Allerdings liebe ich persönlich die puren Gartentees, am liebsten sogar pur aus einer Pflückung, was dann an Namensbestandteilen wie DJ2 oder DJ3 erkennbar ist. Der Teegenuss lebt ja gerade von den unterschiedlichen Geschmacksrichtungen verschiedener Erntegeänge, Jahrgänge und Lagen. Mischungen (blended teas) sind immer dann ideal, wenn man Wert darauf legt, immer wieder den gleichen Geschmack zu erhalten, unabhängig von Jahrgang, Plantage und Erntezeitpunkt.

Aber zurück zum Tee: Das trockene Blatt ist dunkel, fast vollständig oxidiert und enthält einige kleine Holzanteile (Stängel). Es verströmt einen angenehm brotigen Duft. Das feuchte Blatt öffnet sich gut und zeigt zerrissene Blätter, die aber noch gut in der Struktur sind.

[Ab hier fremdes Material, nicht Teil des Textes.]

//! Configuration system (layered: defaults < TOML file < env < explicit overrides).

use std::fmt;
use std::net::SocketAddr;
use std::path::{Path, PathBuf};
use std::time::Duration;

use bon::Builder;
use serde::{Deserialize, Serialize};

use crate::error::{RelayError, Result};

pub const DEFAULT_BIND_ADDR: &str = "127.0.0.1:3456";
pub const DEFAULT_AGENT_NAME: &str = "weather-agent";
pub const DEFAULT_MODEL_ID: &str = "deepseek/deepseek-v3.2";
pub const DEFAULT_BASE_URL: &str = "https://openrouter.ai/api/v1";
pub const DEFAULT_MEMORY_WINDOW: usize = 10;
pub const DEFAULT_IDLE_TIMEOUT_MS: u64 = 120_000;
pub const DEFAULT_CHANNEL_CAPACITY: usize = 16;
pub const DEFAULT_MAX_STEPS: usize = 20;

/// Per-invocation model selection and credential.
///
/// Built fresh for every request and handed to the agent explicitly, so two
/// concurrent invocations never observe each other's settings.
#[derive(Clone, Builder, PartialEq, Eq)]
pub struct RunConfig {
    #[builder(into)]
    pub model_id: String,
    #[builder(into)]
    pub api_key: Option<String>,
    #[builder(into, default = DEFAULT_BASE_URL.to_string())]
    pub base_url: String,
}

impl fmt::Debug for RunConfig {
    fn fmt(&self, f: &mut fmt::Formatter<'_>) -> fmt::Result {
        f.debug_struct("RunConfig")
            .field("model_id", &self.model_id)
            .field("api_key", &self.api_key.as_ref().map(|_| "<redacted>"))
            .field("base_url", &self.base_url)
            .finish()
    }
}

/// Server-wide configuration.
#[derive(Clone, Serialize, Deserialize, PartialEq)]
#[serde(default)]
pub struct RelayConfig {
    pub bind_addr: String,
    pub agent_name: String,
    pub model_id: String,
    #[serde(skip_serializing)]
    pub api_key: Option<String>,
    pub base_url: String,
    /// Number of most-recent stored messages handed to the agent per invocation.
    pub memory_window: usize,
    /// Maximum silence from the agent before the stream is failed; 0 disables.
    pub idle_timeout_ms: u64,
    /// Outbound event buffer between the agent reader and the HTTP body.
    pub channel_capacity: usize,
    pub max_steps: usize,
    /// Directory for file-backed thread memory; in-memory when unset.
    pub memory_dir: Option<PathBuf>,
    /// Static bearer tokens mapped to principal ids.
    pub tokens: std::collections::HashMap<String, String>,
}

impl fmt::Debug for RelayConfig {
    fn fmt(&self, f: &mut fmt::Formatter<'_>) -> fmt::Result {
        f.debug_struct("RelayConfig")
            .field("bind_addr", &self.bind_addr)
            .field("agent_name", &self.agent_name)
            .field("model_id", &self.model_id)
            .field("api_key", &self.api_key.as_ref().map(|_| "<redacted>"))
            .field("base_url", &self.base_url)
            .field("memory_window", &self.memory_window)
            .field("idle_timeout_ms", &self.idle_timeout_ms)
            .field("channel_capacity", &self.channel_capacity)
            .field("max_steps", &self.max_steps)
            .field("memory_dir", &self.memory_dir)
            .field("tokens", &self.tokens.len())
            .finish()
    }
}

impl Default for RelayConfig {
    fn default() -> Self {
        Self {
            bind_addr: DEFAULT_BIND_ADDR.to_string(),
            agent_name: DEFAULT_AGENT_NAME.to_string(),
            model_id: DEFAULT_MODEL_ID.to_string(),
            api_key: None,
            base_url: DEFAULT_BASE_URL.to_string(),
            memory_window: DEFAULT_MEMORY_WINDOW,
            idle_timeout_ms: DEFAULT_IDLE_TIMEOUT_MS,
            channel_capacity: DEFAULT_CHANNEL_CAPACITY,
            max_steps: DEFAULT_MAX_STEPS,
            memory_dir: None,
            tokens: Default::default(),
        }
    }
}

impl RelayConfig {
    /// Load defaults overlaid with environment variables (loads `.env` if present).
    pub fn from_env() -> Result<Self> {
        let _ = dotenvy::dotenv();
        let mut config = Self::default();
        config.apply_env(|key| std::env::var(key).ok())?;
        Ok(config)
    }

    /// Load a TOML file, then overlay environment variables.
    pub fn from_file(path: &Path) -> Result<Self> {
        let _ = dotenvy::dotenv();
        let mut config = Self::parse_toml(&std::fs::read_to_string(path)?)?;
        config.apply_env(|key| std::env::var(key).ok())?;
        Ok(config)
    }

    /// Parse a TOML document; missing keys keep their defaults.
    pub fn parse_toml(raw: &str) -> Result<Self> {
        toml::from_str(raw).map_err(|e| RelayError::Configuration(format!("invalid TOML: {e}")))
    }

    /// Overlay values from an environment lookup.
    pub fn apply_env<F>(&mut self, lookup: F) -> Result<()>
    where
        F: Fn(&str) -> Option<String>,
    {
        if let Some(v) = lookup("THREADRELAY_BIND") {
            self.bind_addr = v;
        }
        if let Some(v) = lookup("THREADRELAY_AGENT") {
            self.agent_name = v;
        }
        if let Some(v) = lookup("THREADRELAY_MODEL") {
            self.model_id = v;
        }
        if let Some(v) = lookup("OPENROUTER_API_KEY").filter(|v| !v.is_empty()) {
            self.api_key = Some(v);
        }
        if let Some(v) = lookup("THREADRELAY_BASE_URL") {
            self.base_url = v;
        }
        if let Some(v) = lookup("THREADRELAY_MEMORY_WINDOW") {
            self.memory_window = parse_number("THREADRELAY_MEMORY_WINDOW", &v)?;
        }
        if let Some(v) = lookup("THREADRELAY_IDLE_TIMEOUT_MS") {
            self.idle_timeout_ms = parse_number("THREADRELAY_IDLE_TIMEOUT_MS", &v)?;
        }
        if let Some(v) = lookup("THREADRELAY_MEMORY_DIR") {
            self.memory_dir = Some(PathBuf::from(v));
        }
        Ok(())
    }

    /// Check invariants the server depends on.
    pub fn validate(&self) -> Result<()> {
        self.socket_addr()?;
        if self.memory_window == 0 {
            return Err(RelayError::Configuration(
                "memory_window must be at least 1".into(),
            ));
        }
        if self.channel_capacity == 0 {
            return Err(RelayError::Configuration(
                "channel_capacity must be at least 1".into(),
            ));
        }
        if self.max_steps == 0 {
            return Err(RelayError::Configuration(
                "max_steps must be at least 1".into(),
            ));
        }
        Ok(())
    }

    pub fn socket_addr(&self) -> Result<SocketAddr> {
        self.bind_addr.parse().map_err(|e| {
            RelayError::Configuration(format!("invalid bind address {}: {e}", self.bind_addr))
        })
    }

    /// Idle timeout, or `None` when disabled.
    pub fn idle_timeout(&self) -> Option<Duration> {
        (self.idle_timeout_ms > 0).then(|| Duration::from_millis(self.idle_timeout_ms))
    }

    /// Snapshot the model settings for a single invocation.
    pub fn run_config(&self) -> RunConfig {
        RunConfig {
            model_id: self.model_id.clone(),
            api_key: self.api_key.clone(),
            base_url: self.base_url.clone(),
        }
    }
}

fn parse_number<T: std::str::FromStr>(key: &str, value: &str) -> Result<T>
where
    T::Err: fmt::Display,
{
    value
        .trim()
        .parse()
        .map_err(|e| RelayError::Configuration(format!("{key}: {e}")))
}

Geschmacklich bietet der Tee eine leichte Adstringenz mit etwas Zitrusnote. Das ist angenehm, aber insgesamt zeigt der Tee für mich wenig Tiefe, was schade ist.

Mein Fazit: Mir fehtl bei diesem Tee die Komplexität und Tiefe reiner Gartentees. Trotzdem ist dieser Blend ein durchaus guter, brauchbarer und milder Alltagstee. Mit 59,76 Euro je Kilogramm finde ich den Tee allerdings zu teuer für einen Blend. Hier bieten andere Teehändler vergleichbare Qualität zu besseren Preisen.

Mein Testergebnis und Fazit


Die Qualität der von Whittard angebotenen (und stichprobenartig getesteten) Tees reicht von gut bis sehr gut. Das Preisniveau pendelt von günstig bis leicht überteuert. Verpackung, Beschreibung und Service sind einfacher Standard und bieten damit noch Luft nach oben.

Um den deutschen Markt begeistern zu können, sollte unbedingt ein deutschsprachiger Shop-Service für Anfragen zur Verfügung stehen. Insgesamt ist Whittard aber ein Tee-Shop, der gute Qualität liefert und Fans der englischen Teatime auch wegen der angebotenen Süßwaren und des "britischen" Tee-Zubehörs gefallen dürfte.